Disclaimer: These are entirely my thoughts. I'm posting this before it's fully polished because it never will be.
Epistemic status: Moderately confident. Deliberately provocative title.
Apparently, the Bay Area rationalist community has a burnout problem. I have no idea if it's worse than base rate, but I've been told it's pretty bad. I suspect that the way burnout manifests in the rationalist community is uniquely screwed up.
I was crying the other night because our light cone is about to get ripped to shreds. I'm gonna do everything I can to do battle against the forces that threaten to destroy us. You've heard this story before. Short timelines. Tick. Tick. I've been taking alignment seriously for about a year now, and I'm ready to get serious. I've thought hard about what my strengths are. I've thought hard about what I'm capable of. I'm dropping out of Stanford, I've got something that looks like a plan, I've got the rocky theme song playing, and I'm ready to do this.
A few days later, I saw this post. And it reminded me of everything that bothers me about the EA community. Habryka covered the object level problems pretty well, but I need to communicate something a little more... delicate.
I understand that everyone is totally depressed because qualia is doomed. I understand that we really want to creatively reprioritize. I completely sympathize with this.
I want to address the central flaw of Akash+Olivia+Thomas's argument in the Buying Time post, which is that actually, people can improve at things.

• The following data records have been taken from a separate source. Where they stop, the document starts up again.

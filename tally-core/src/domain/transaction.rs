//! Transaction domain model

use std::fmt;
use std::str::FromStr;

use chrono::NaiveDateTime;
use rust_decimal::Decimal;
use serde::{Deserialize, Serialize};
use uuid::Uuid;

use super::result::{Error, Result};
use super::UserId;

/// What a ledger entry records
#[derive(Debug, Clone, Copy, PartialEq, Eq, Hash, Serialize, Deserialize)]
#[serde(rename_all = "snake_case")]
pub enum TransactionKind {
    Deposit,
    Withdrawal,
    TransferSent,
    TransferReceived,
}

impl TransactionKind {
    pub const ALL: [TransactionKind; 4] = [
        TransactionKind::Deposit,
        TransactionKind::Withdrawal,
        TransactionKind::TransferSent,
        TransactionKind::TransferReceived,
    ];

    /// Name stored in the `transactions.type` column
    pub fn as_str(&self) -> &'static str {
        match self {
            TransactionKind::Deposit => "deposit",
            TransactionKind::Withdrawal => "withdrawal",
            TransactionKind::TransferSent => "transfer_sent",
            TransactionKind::TransferReceived => "transfer_received",
        }
    }

    /// +1 when the entry adds to the owner's balance, -1 when it takes from it
    pub fn sign(&self) -> Decimal {
        match self {
            TransactionKind::Deposit | TransactionKind::TransferReceived => Decimal::ONE,
            TransactionKind::Withdrawal | TransactionKind::TransferSent => Decimal::NEGATIVE_ONE,
        }
    }

    pub fn is_transfer(&self) -> bool {
        matches!(
            self,
            TransactionKind::TransferSent | TransactionKind::TransferReceived
        )
    }
}

impl fmt::Display for TransactionKind {
    fn fmt(&self, f: &mut fmt::Formatter<'_>) -> fmt::Result {
        f.write_str(self.as_str())
    }
}

impl FromStr for TransactionKind {
    type Err = Error;

    fn from_str(s: &str) -> Result<Self> {
        TransactionKind::ALL
            .into_iter()
            .find(|kind| kind.as_str() == s)
            .ok_or_else(|| Error::storage(format!("unknown transaction type: {}", s)))
    }
}

/// An immutable ledger entry owned by one user
#[derive(Debug, Clone, PartialEq, Serialize)]
pub struct Transaction {
    pub id: i64,
    pub user_id: UserId,
    pub kind: TransactionKind,
    /// Always positive; direction comes from `kind`
    pub amount: Decimal,
    pub timestamp: NaiveDateTime,
    /// Shared by the two entries of one transfer
    pub transfer_group_id: Option<Uuid>,
}

impl Transaction {
    /// Amount with the sign applied to the owner's balance
    pub fn signed_amount(&self) -> Decimal {
        self.amount * self.kind.sign()
    }
}

/// Input for appending a ledger entry
#[derive(Debug, Clone)]
pub struct NewTransaction {
    pub user_id: UserId,
    pub kind: TransactionKind,
    pub amount: Decimal,
    pub timestamp: NaiveDateTime,
    pub transfer_group_id: Option<Uuid>,
}

impl NewTransaction {
    pub fn new(
        user_id: UserId,
        kind: TransactionKind,
        amount: Decimal,
        timestamp: NaiveDateTime,
    ) -> Self {
        Self {
            user_id,
            kind,
            amount,
            timestamp,
            transfer_group_id: None,
        }
    }

    pub fn in_transfer(mut self, group: Uuid) -> Self {
        self.transfer_group_id = Some(group);
        self
    }
}

/// Outcome of a balance-affecting operation
#[derive(Debug, Clone, PartialEq, Serialize)]
pub struct Receipt {
    /// Entry recorded for the acting user
    pub transaction_id: i64,
    /// Entry recorded for the counterparty (transfers only)
    pub counterpart_transaction_id: Option<i64>,
    pub kind: TransactionKind,
    pub amount: Decimal,
    /// Acting user's balance after the operation
    pub balance: Decimal,
    pub timestamp: NaiveDateTime,
    pub transfer_group_id: Option<Uuid>,
}
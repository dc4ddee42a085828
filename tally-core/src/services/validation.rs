//! Input shape checks for registration and money entry
//!
//! Pure functions, no store access. Each returns `Error::Validation` with a
//! reason the presentation layer can show as-is.

use std::str::FromStr;
use std::sync::OnceLock;

use regex::Regex;
use rust_decimal::Decimal;

use crate::config::PasswordPolicy;
use crate::domain::money;
use crate::domain::result::{Error, Result};

const USERNAME_PATTERN: &str = r"^[a-zA-Z0-9][a-zA-Z0-9_-]{3,18}[a-zA-Z0-9]$";
const EMAIL_PATTERN: &str = r"^[a-zA-Z0-9._%+-]+@[a-zA-Z0-9.-]+\.[a-zA-Z]{2,}$";

const FULL_NAME_MIN_LETTERS: usize = 4;
const FULL_NAME_MAX_LETTERS: usize = 255;

type CompiledPattern = OnceLock<std::result::Result<Regex, regex::Error>>;

static USERNAME_REGEX: CompiledPattern = OnceLock::new();
static EMAIL_REGEX: CompiledPattern = OnceLock::new();

/// Compile `pattern` on first use and hand out the cached regex afterwards
fn compiled(cell: &'static CompiledPattern, pattern: &str) -> Result<&'static Regex> {
    cell.get_or_init(|| Regex::new(pattern))
        .as_ref()
        .map_err(|e| Error::Config(format!("invalid pattern {}: {}", pattern, e)))
}

/// Letters and spaces only, 4 to 255 letters once spaces are removed
pub fn validate_full_name(full_name: &str) -> Result<String> {
    let trimmed = full_name.trim();
    let mut letters = 0usize;
    for c in trimmed.chars() {
        if c == ' ' {
            continue;
        }
        if !c.is_alphabetic() {
            return Err(Error::validation(
                "full name may contain only letters and spaces",
            ));
        }
        letters += 1;
    }
    if !(FULL_NAME_MIN_LETTERS..=FULL_NAME_MAX_LETTERS).contains(&letters) {
        return Err(Error::validation(format!(
            "full name must have between {} and {} letters",
            FULL_NAME_MIN_LETTERS, FULL_NAME_MAX_LETTERS
        )));
    }
    Ok(trimmed.to_string())
}

/// 5-20 characters: letters, digits, `_` and `-`, starting and ending with a
/// letter or digit
pub fn validate_username(username: &str) -> Result<String> {
    let username = username.trim();
    if !compiled(&USERNAME_REGEX, USERNAME_PATTERN)?.is_match(username) {
        return Err(Error::validation(
            "username must be 5-20 characters of letters, digits, '_' or '-', \
             starting and ending with a letter or digit",
        ));
    }
    Ok(username.to_string())
}

/// Basic `local@domain.tld` shape check; stored lowercase
pub fn validate_email(email: &str) -> Result<String> {
    let email = email.trim();
    if !compiled(&EMAIL_REGEX, EMAIL_PATTERN)?.is_match(email) {
        return Err(Error::validation("email address is not valid"));
    }
    Ok(email.to_lowercase())
}

/// Check a password against the configured policy.
///
/// The password is never trimmed or echoed back in the error.
pub fn validate_password(password: &str, policy: &PasswordPolicy) -> Result<()> {
    let length = password.chars().count();
    if length < policy.min_length {
        return Err(Error::validation(format!(
            "password must be at least {} characters",
            policy.min_length
        )));
    }

    if let Some(c) = password
        .chars()
        .find(|c| !c.is_ascii_alphanumeric() && !policy.special_characters.contains(*c))
    {
        let shown = if c.is_whitespace() { "whitespace".to_string() } else { format!("'{}'", c) };
        return Err(Error::validation(format!(
            "password may only contain letters, digits and {} (found {})",
            policy.special_characters, shown
        )));
    }

    let mut missing = Vec::new();
    if policy.require_lowercase && !password.chars().any(|c| c.is_ascii_lowercase()) {
        missing.push("a lowercase letter");
    }
    if policy.require_uppercase && !password.chars().any(|c| c.is_ascii_uppercase()) {
        missing.push("an uppercase letter");
    }
    if policy.require_digit && !password.chars().any(|c| c.is_ascii_digit()) {
        missing.push("a digit");
    }
    if policy.require_special
        && !password
            .chars()
            .any(|c| policy.special_characters.contains(c))
    {
        missing.push("a special character");
    }
    if !missing.is_empty() {
        return Err(Error::validation(format!(
            "password must contain {}",
            missing.join(", ")
        )));
    }
    Ok(())
}

/// Parse a user-entered amount: positive, at most two decimal places.
///
/// Accepts `1,000.50` style thousands separators.
pub fn parse_amount(input: &str) -> Result<Decimal> {
    let cleaned: String = input.trim().chars().filter(|c| *c != ',').collect();
    if cleaned.is_empty() {
        return Err(Error::validation("amount is required"));
    }
    let value = Decimal::from_str(&cleaned)
        .map_err(|_| Error::validation(format!("'{}' is not a valid amount", input.trim())))?;
    money::check_amount(value)
}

There's something deeply discouraging about being told "you're an X% researcher, and if X>Y, then you should stay in alignment. Otherwise, do a different intervention." No other effective/productive community does this. I don't know how to put this, but the vibes are deeply off.
The appropriate level of confidence to have about a statement like "I can tell how good of an alignment researcher you will be after a year of you doing alignment research" feels like it should be pretty low. At a year, there's almost certainly ways to improve that haven't been tried. Especially in a community so mimetically allergic to the idea of malleable human potential.
Here's a hypothesis. I in no way mean to imply that this is the only mechanism by which burnout happens in our community, but I think it's probably a pretty big one. It's not nice to be in a community that constantly hints that you might just not be good enough and that you can't get good enough.
Our community seems to love treating people like mass-produced automatons with a fixed and easily assessable "ability" attribute. (Maybe you flippantly read that sentence and went "yeah it's called g factor lulz." In that case, maybe reflect on good of a correlate g is in absolute terms for the things you care about.).
If we want to actually accomplish anything, we need to encourage people to make bigger bets, and to stop stacking up credentials so that fellow EAs think they have a chance. It's not hubris to believe in yourself.
I am (was) an X% researcher, where X<Y. I wish I had given up on AI safety earlier. I suspect it would've been better for me if AI safety resources explicitly said things like "if you're less than Y, don't even try", although I'm not sure if I would've believed them. Now, I'm glad that I'm not trying to do AI safety anymore and instead I just work at a well paying relaxed job doing practical machine learning. So, I think pushing too many EAs into AI safety will lead to those EAs suffering much more, which happened to me, so I don't want that to happen and I don't want the AI Alignment community to stop saying "You should stay if and only if you're better than Y".
Actually, I wish there were more selfish-oriented resources for AI Alignment. Like, with normal universities and jobs, people analyze how to get into them, have a fulfilling career, earn good money, not burn out, etc. As a result, people can read this and properly analyze if it makes sense for them to try to get into jobs or universities for their own food. But with a career in AI safety, this is not the case. All the resources look out not only for the reader, but also for the whole EA project. I think this can easily burn people.
In 2017, I remember reading 80K and thinking I was obviously unqualified for AI alignment work. I am glad that I did not heed that first impression. The best way to test goodness-of-fit is to try thinking about alignment and see if you're any good at it.
That said, I apparently am the only person of whom [community-respected friend of mine] initially had an unfavorable impression, which later became strongly positive.